Breadcrumb

Guide to the Use of Generative AI in Academic Work

Guide to the use of generative AI in academic work

The use of generative Artificial Intelligence (AI) tools in universities is becoming increasingly common. In order to ensure transparency, academic integrity, and proper attribution of authorship, the University of the Basque Country (EHU) establishes that any use of generative AI in undergraduate dissertations (TFG), master’s theses (TFM), doctoral theses, and any assessed work must be explicitly declared and, where appropriate, formally cited in accordance with academic standards.

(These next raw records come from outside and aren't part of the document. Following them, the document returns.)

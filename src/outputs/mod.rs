//! Output generation for dashboard snapshots.
//!
//! # Submodules
//!
//! - [`json`]: Writes the [`DashboardSnapshot`](crate::render::DashboardSnapshot) as JSON for API consumption
//! - [`markdown`]: Converts the snapshot to a Markdown page for reading
//!
//! # Output Structure
//!
//! ```text
//! json_output_dir/
//! └── dashboard.json       # Rewritten after every render
//!
//! markdown_output_dir/
//! └── dashboard.md         # Rewritten after every render
//! ```
//!
//! Files are written to a temporary name first and renamed into place, so a
//! reader never sees a half-written snapshot.

pub mod json;
pub mod markdown;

1. Declaring ≠ Citing: two different actions

Declaring and properly citing the involvement of AI helps to protect student authorship, ensure genuine learning processes, and uphold the university’s academic quality standards.

Declaring the use of AI

Declaring = informing about its use → mandatory if AI has contributed.

✅ AI use must always be declared when it:

  • Generates content that is incorporated into the work, even if rewritten
  • Translates, corrects, or reformulates text included in the document
  • Contributes to the structure, ideas, outlines, or methodology
  • Produces summaries or explanations that are used in the final text
  • Influences the submitted work in a verifiable way

Citing AI

Citing involves formally referencing the tool when AI-generated text (either verbatim or rewritten) is included in the document.

Citing = formal reference → mandatory if AI-generated text appears in the work.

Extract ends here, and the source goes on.